• **Action item**
Every word of the data below has to be copied faithfully.

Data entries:
--

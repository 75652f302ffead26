//! Wire DTOs for the client/server boundary.
//!
//! DESIGN
//! ======
//! These types mirror the server's JSON so serde round-trips stay lossless.
//! Every response is wrapped in `ApiEnvelope`; non-2xx responses always
//! carry `success: false` plus a human-readable `error` or `message`.

#[cfg(test)]
#[path = "types_test.rs"]
mod types_test;

use serde::{Deserialize, Serialize};
use serde_json::Value;

/// `{success, data?, error?, message?}` response wrapper.
#[derive(Clone, Debug, PartialEq, Serialize, Deserialize)]
pub struct ApiEnvelope<T> {
    #[serde(default)]
    pub success: bool,
    pub data: Option<T>,
    pub error: Option<String>,
    pub message: Option<String>,
    pub code: Option<String>,
    pub details: Option<Value>,
}

// =============================================================================
// AUTH
// =============================================================================

/// Identity kept in the auth session and persisted between runs.
#[derive(Clone, Debug, PartialEq, Eq, Serialize, Deserialize)]
pub struct SessionUser {
    pub id: String,
    pub username: String,
}

impl From<&UserProfile> for SessionUser {
    fn from(profile: &UserProfile) -> Self {
        Self { id: profile.id.clone(), username: profile.username.clone() }
    }
}

/// Body of `POST /auth/login` and `POST /auth/register`.
#[derive(Clone, Debug, PartialEq, Eq, Serialize)]
pub struct Credentials {
    pub username: String,
    pub password: String,
    #[serde(skip_serializing_if = "Option::is_none")]
    pub email: Option<String>,
}

/// `data` of a successful login or registration.
#[derive(Clone, Debug, PartialEq, Deserialize)]
pub struct AuthPayload {
    pub token: String,
    pub user: UserProfile,
}

// =============================================================================
// PROFILE
// =============================================================================

/// Full profile returned by `GET /auth/profile`.
#[derive(Clone, Debug, PartialEq, Serialize, Deserialize)]
pub struct UserProfile {
    pub id: String,
    pub username: String,
    #[serde(default, skip_serializing_if = "Option::is_none")]
    pub email: Option<String>,
    #[serde(default, alias = "avatar", skip_serializing_if = "Option::is_none")]
    pub avatar_url: Option<String>,
    #[serde(default, skip_serializing_if = "Option::is_none")]
    pub preferences: Option<Preferences>,
}

/// Body of `PUT /auth/profile`. Absent fields are left untouched.
#[derive(Clone, Debug, Default, PartialEq, Serialize)]
pub struct ProfilePatch {
    #[serde(skip_serializing_if = "Option::is_none")]
    pub username: Option<String>,
    #[serde(skip_serializing_if = "Option::is_none")]
    pub email: Option<String>,
    #[serde(rename = "avatar", skip_serializing_if = "Option::is_none")]
    pub avatar_url: Option<String>,
    #[serde(skip_serializing_if = "Option::is_none")]
    pub preferences: Option<PreferencesPatch>,
}

// =============================================================================
// PREFERENCES
// =============================================================================

/// Tri-state theme preference.
#[derive(Clone, Copy, Debug, Default, PartialEq, Eq, Hash, Serialize, Deserialize)]
#[serde(rename_all = "lowercase")]
pub enum ThemeMode {
    Light,
    Dark,
    #[default]
    System,
}

impl ThemeMode {
    #[must_use]
    pub fn as_str(self) -> &'static str {
        match self {
            Self::Light => "light",
            Self::Dark => "dark",
            Self::System => "system",
        }
    }

    /// Parse the persisted representation.
    #[must_use]
    pub fn parse(raw: &str) -> Option<Self> {
        match raw.trim() {
            "light" => Some(Self::Light),
            "dark" => Some(Self::Dark),
            "system" => Some(Self::System),
            _ => None,
        }
    }
}

/// User preferences. Missing fields take their defaults when decoding.
#[derive(Clone, Debug, PartialEq, Eq, Serialize, Deserialize)]
#[serde(default)]
pub struct Preferences {
    #[serde(rename = "theme")]
    pub theme_mode: ThemeMode,
    pub language: String,
    #[serde(rename = "notifications")]
    pub notifications_enabled: bool,
}

impl Default for Preferences {
    fn default() -> Self {
        Self { theme_mode: ThemeMode::System, language: "en".to_owned(), notifications_enabled: true }
    }
}

impl Preferences {
    /// Copy with every field present in `patch` replaced.
    #[must_use]
    pub fn merged(&self, patch: &PreferencesPatch) -> Self {
        Self {
            theme_mode: patch.theme_mode.unwrap_or(self.theme_mode),
            language: patch.language.clone().unwrap_or_else(|| self.language.clone()),
            notifications_enabled: patch.notifications_enabled.unwrap_or(self.notifications_enabled),
        }
    }
}

/// Partial preference update.
#[derive(Clone, Debug, Default, PartialEq, Eq, Serialize)]
pub struct PreferencesPatch {
    #[serde(rename = "theme", skip_serializing_if = "Option::is_none")]
    pub theme_mode: Option<ThemeMode>,
    #[serde(skip_serializing_if = "Option::is_none")]
    pub language: Option<String>,
    #[serde(rename = "notifications", skip_serializing_if = "Option::is_none")]
    pub notifications_enabled: Option<bool>,
}

impl PreferencesPatch {
    #[must_use]
    pub fn theme(mode: ThemeMode) -> Self {
        Self { theme_mode: Some(mode), ..Self::default() }
    }
}

// =============================================================================
// HEALTH
// =============================================================================

/// `data` of `GET /health`.
#[derive(Clone, Debug, PartialEq, Eq, Serialize, Deserialize)]
pub struct HealthStatus {
    pub status: String,
    pub message: String,
    #[serde(default)]
    pub timestamp: Option<String>,
    #[serde(default)]
    pub version: Option<String>,
}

--

• **Result below**
repository 75652f302ffead26
//! Wire DTOs for the client/server boundary.
//!
//! DESIGN
//! ======
//! These types mirror the server's JSON so serde round-trips stay lossless.
//! Every response is wrapped in `ApiEnvelope`; non-2xx responses always
//! carry `success: false` plus a human-readable `error` or `message`.

#[cfg(test)]
#[path = "types_test.rs"]
mod types_test;

use serde::{Deserialize, Serialize};
use serde_json::Value;

/// `{success, data?, error?, message?}` response wrapper.
#[derive(Clone, Debug, PartialEq, Serialize, Deserialize)]
pub struct ApiEnvelope<T> {
    #[serde(default)]
    pub success: bool,
    pub data: Option<T>,
    pub error: Option<String>,
    pub message: Option<String>,
    pub code: Option<String>,
    pub details: Option<Value>,
}

// =============================================================================
// AUTH
// =============================================================================

/// Identity kept in the auth session and persisted between runs.
#[derive(Clone, Debug, PartialEq, Eq, Serialize, Deserialize)]
pub struct SessionUser {
    pub id: String,
    pub username: String,
}

impl From<&UserProfile> for SessionUser {
    fn from(profile: &UserProfile) -> Self {
        Self { id: profile.id.clone(), username: profile.username.clone() }
    }
}

/// Body of `POST /auth/login` and `POST /auth/register`.
#[derive(Clone, Debug, PartialEq, Eq, Serialize)]
pub struct Credentials {
    pub username: String,
    pub password: String,
    #[serde(skip_serializing_if = "Option::is_none")]
    pub email: Option<String>,
}

/// `data` of a successful login or registration.
#[derive(Clone, Debug, PartialEq, Deserialize)]
pub struct AuthPayload {
    pub token: String,
    pub user: UserProfile,
}

// =============================================================================
// PROFILE
// =============================================================================

/// Full profile returned by `GET /auth/profile`.
#[derive(Clone, Debug, PartialEq, Serialize, Deserialize)]
pub struct UserProfile {
    pub id: String,
    pub username: String,
    #[serde(default, skip_serializing_if = "Option::is_none")]
    pub email: Option<String>,
    #[serde(default, alias = "avatar", skip_serializing_if = "Option::is_none")]
    pub avatar_url: Option<String>,
    #[serde(default, skip_serializing_if = "Option::is_none")]
    pub preferences: Option<Preferences>,
}

/// Body of `PUT /auth/profile`. Absent fields are left untouched.
#[derive(Clone, Debug, Default, PartialEq, Serialize)]
pub struct ProfilePatch {
    #[serde(skip_serializing_if = "Option::is_none")]
    pub username: Option<String>,
    #[serde(skip_serializing_if = "Option::is_none")]
    pub email: Option<String>,
    #[serde(rename = "avatar", skip_serializing_if = "Option::is_none")]
    pub avatar_url: Option<String>,
    #[serde(skip_serializing_if = "Option::is_none")]
    pub preferences: Option<PreferencesPatch>,
}

// =============================================================================
// PREFERENCES
// =============================================================================

/// Tri-state theme preference.
#[derive(Clone, Copy, Debug, Default, PartialEq, Eq, Hash, Serialize, Deserialize)]
#[serde(rename_all = "lowercase")]
pub enum ThemeMode {
    Light,
    Dark,
    #[default]
    System,
}

impl ThemeMode {
    #[must_use]
    pub fn as_str(self) -> &'static str {
        match self {
            Self::Light => "light",
            Self::Dark => "dark",
            Self::System => "system",
        }
    }

    /// Parse the persisted representation.
    #[must_use]
    pub fn parse(raw: &str) -> Option<Self> {
        match raw.trim() {
            "light" => Some(Self::Light),
            "dark" => Some(Self::Dark),
            "system" => Some(Self::System),
            _ => None,
        }
    }
}

/// User preferences. Missing fields take their defaults when decoding.
#[derive(Clone, Debug, PartialEq, Eq, Serialize, Deserialize)]
#[serde(default)]
pub struct Preferences {
    #[serde(rename = "theme")]
    pub theme_mode: ThemeMode,
    pub language: String,
    #[serde(rename = "notifications")]
    pub notifications_enabled: bool,
}

impl Default for Preferences {
    fn default() -> Self {
        Self { theme_mode: ThemeMode::System, language: "en".to_owned(), notifications_enabled: true }
    }
}

impl Preferences {
    /// Copy with every field present in `patch` replaced.
    #[must_use]
    pub fn merged(&self, patch: &PreferencesPatch) -> Self {
        Self {
            theme_mode: patch.theme_mode.unwrap_or(self.theme_mode),
            language: patch.language.clone().unwrap_or_else(|| self.language.clone()),
            notifications_enabled: patch.notifications_enabled.unwrap_or(self.notifications_enabled),
        }
    }
}

/// Partial preference update.
#[derive(Clone, Debug, Default, PartialEq, Eq, Serialize)]
pub struct PreferencesPatch {
    #[serde(rename = "theme", skip_serializing_if = "Option::is_none")]
    pub theme_mode: Option<ThemeMode>,
    #[serde(skip_serializing_if = "Option::is_none")]
    pub language: Option<String>,
    #[serde(rename = "notifications", skip_serializing_if = "Option::is_none")]
    pub notifications_enabled: Option<bool>,
}

impl PreferencesPatch {
    #[must_use]
    pub fn theme(mode: ThemeMode) -> Self {
        Self { theme_mode: Some(mode), ..Self::default() }
    }
}

// =============================================================================
// HEALTH
// =============================================================================

/// `data` of `GET /health`.
#[derive(Clone, Debug, PartialEq, Eq, Serialize, Deserialize)]
pub struct HealthStatus {
    pub status: String,
    pub message: String,
    #[serde(default)]
    pub timestamp: Option<String>,
    #[serde(default)]
    pub version: Option<String>,
}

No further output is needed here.